Dé-mente, Barbara Weldens ?… Privée de raison, de cette raison raisonnante qui gouverne nos vies ? Plus sûrement quelque chose de cette Alice qu’elle chante aussi, celle de Lewis Carroll qui nous emmène de l’autre côté du miroir, où plus rien ne ressemble à rien de ce que nos codes nous imposent. Mais nous le savons bien, Alice grandira, vieillira…

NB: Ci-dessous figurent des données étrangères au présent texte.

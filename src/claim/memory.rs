//! In-memory claim provider
//!
//! Scripted stand-in for a wallet-backed provider. Used by the demo CLI
//! and by tests that need to control when and how a claim resolves.

use async_trait::async_trait;
use parking_lot::Mutex;
use std::collections::{HashMap, VecDeque};
use std::sync::atomic::{AtomicBool, AtomicU64, Ordering};
use std::time::Duration;
use tokio::sync::{watch, Semaphore};
use tracing::debug;

use super::{ClaimContext, ClaimProvider, TxReceipt, SUCCESS_STATUS};
use crate::error::ClaimError;
use crate::types::{Address, Delegate, TokenAmount, TxHash};

/// Blocks callers until released, when held
struct Hold {
    held: AtomicBool,
    permits: Semaphore,
}

impl Hold {
    fn new() -> Self {
        Self {
            held: AtomicBool::new(false),
            permits: Semaphore::new(0),
        }
    }

    async fn pass(&self) {
        if !self.held.load(Ordering::SeqCst) {
            return;
        }
        if let Ok(permit) = self.permits.acquire().await {
            permit.forget();
        }
    }
}

pub struct InMemoryClaimProvider {
    context: Mutex<ClaimContext>,
    claimed_tx: watch::Sender<bool>,
    vote_weights: Mutex<HashMap<Address, TokenAmount>>,
    many_votes_threshold: TokenAmount,
    scripted: Mutex<VecDeque<Result<u64, ClaimError>>>,
    latency: Duration,
    mark_claimed_on_success: bool,
    submissions: AtomicU64,
    claimed_delegates: Mutex<Vec<Delegate>>,
    claim_hold: Hold,
    vote_hold: Hold,
}

impl InMemoryClaimProvider {
    pub fn new(claimable_tokens: TokenAmount) -> Self {
        let (claimed_tx, _) = watch::channel(false);
        Self {
            context: Mutex::new(ClaimContext {
                claimable_tokens,
                can_claim: !claimable_tokens.is_zero(),
                ..ClaimContext::default()
            }),
            claimed_tx,
            vote_weights: Mutex::new(HashMap::new()),
            many_votes_threshold: TokenAmount::from_tokens(5_000_000),
            scripted: Mutex::new(VecDeque::new()),
            latency: Duration::ZERO,
            mark_claimed_on_success: false,
            submissions: AtomicU64::new(0),
            claimed_delegates: Mutex::new(Vec::new()),
            claim_hold: Hold::new(),
            vote_hold: Hold::new(),
        }
    }

    pub fn with_many_votes_threshold(mut self, threshold: TokenAmount) -> Self {
        self.many_votes_threshold = threshold;
        self
    }

    /// Simulated wallet + confirmation delay per submission
    pub fn with_latency(mut self, latency: Duration) -> Self {
        self.latency = latency;
        self
    }

    /// Raise the claimed signal when a submission succeeds, as a chain
    /// refresh would
    pub fn with_mark_claimed_on_success(mut self, enabled: bool) -> Self {
        self.mark_claimed_on_success = enabled;
        self
    }

    pub fn set_vote_weight(&self, delegate: Address, weight: TokenAmount) {
        self.vote_weights.lock().insert(delegate, weight);
    }

    /// Queue the status of the next receipt
    pub fn push_receipt_status(&self, status: u64) {
        self.scripted.lock().push_back(Ok(status));
    }

    /// Queue a failure for the next submission
    pub fn push_failure(&self, err: ClaimError) {
        self.scripted.lock().push_back(Err(err));
    }

    pub fn set_already_claimed(&self, claimed: bool) {
        self.context.lock().has_already_claimed = claimed;
        self.claimed_tx.send_replace(claimed);
    }

    pub fn set_loading(&self, loading: bool) {
        self.context.lock().loading = loading;
    }

    pub fn set_warning(&self, warning: Option<String>) {
        self.context.lock().warning = warning;
    }

    /// Make submissions wait until [`Self::release_claims`] is called
    pub fn hold_claims(&self) {
        self.claim_hold.held.store(true, Ordering::SeqCst);
    }

    pub fn release_claims(&self, count: usize) {
        self.claim_hold.permits.add_permits(count);
    }

    /// Make vote lookups wait until [`Self::release_vote_checks`] is called
    pub fn hold_vote_checks(&self) {
        self.vote_hold.held.store(true, Ordering::SeqCst);
    }

    pub fn release_vote_checks(&self, count: usize) {
        self.vote_hold.permits.add_permits(count);
    }

    /// Number of claim submissions received so far
    pub fn submissions(&self) -> u64 {
        self.submissions.load(Ordering::SeqCst)
    }

    /// Delegates received with each claim submission, oldest first
    pub fn claimed_delegates(&self) -> Vec<Delegate> {
        self.claimed_delegates.lock().clone()
    }

    fn next_tx_hash(&self, nonce: u64) -> TxHash {
        let mut bytes = [0u8; 32];
        bytes[24..].copy_from_slice(&nonce.to_be_bytes());
        TxHash::new(bytes)
    }
}

#[async_trait]
impl ClaimProvider for InMemoryClaimProvider {
    fn context(&self) -> ClaimContext {
        self.context.lock().clone()
    }

    fn subscribe_claimed(&self) -> watch::Receiver<bool> {
        self.claimed_tx.subscribe()
    }

    async fn send_claim_tokens(&self, delegate: &Delegate) -> Result<TxReceipt, ClaimError> {
        let nonce = self.submissions.fetch_add(1, Ordering::SeqCst) + 1;
        self.claimed_delegates.lock().push(delegate.clone());
        let hash = self.next_tx_hash(nonce);
        {
            let mut ctx = self.context.lock();
            ctx.claiming = true;
            ctx.claim_tokens_tx = Some(hash);
        }

        self.claim_hold.pass().await;
        if !self.latency.is_zero() {
            tokio::time::sleep(self.latency).await;
        }

        let scripted = self.scripted.lock().pop_front();
        let result = scripted.unwrap_or(Ok(SUCCESS_STATUS));
        self.context.lock().claiming = false;

        let status = result?;
        debug!("In-memory claim {} resolved with status {}", hash, status);
        if status == SUCCESS_STATUS && self.mark_claimed_on_success {
            self.set_already_claimed(true);
        }
        Ok(TxReceipt { hash, status })
    }

    async fn has_many_votes(&self, delegate: &Address) -> Result<bool, ClaimError> {
        self.vote_hold.pass().await;
        let weight = self
            .vote_weights
            .lock()
            .get(delegate)
            .copied()
            .unwrap_or_default();
        Ok(weight > self.many_votes_threshold)
    }
}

On s’interroge à chaque apparition en scène tant les mots, la musique et l’interprétation nous agitent d’émotions auxquelles il est difficile de s’arracher. En trio, entourée de sa fidèle pianiste, Barbara Hammadi, et de la violoniste Marion Diaques – capable d’imiter le chant d’un oiseau ou de « beatboxer »– elle offre une panoplie d’expressions, de jeux qui s’ajoutent à son corps sans cesse en mouvement. Bien entendu c’est d’abord là que tout se passe, dans « l’organique vibration », avec lui que tout se passe, ce corps dont elle a appris le langage dans son approche circassienne.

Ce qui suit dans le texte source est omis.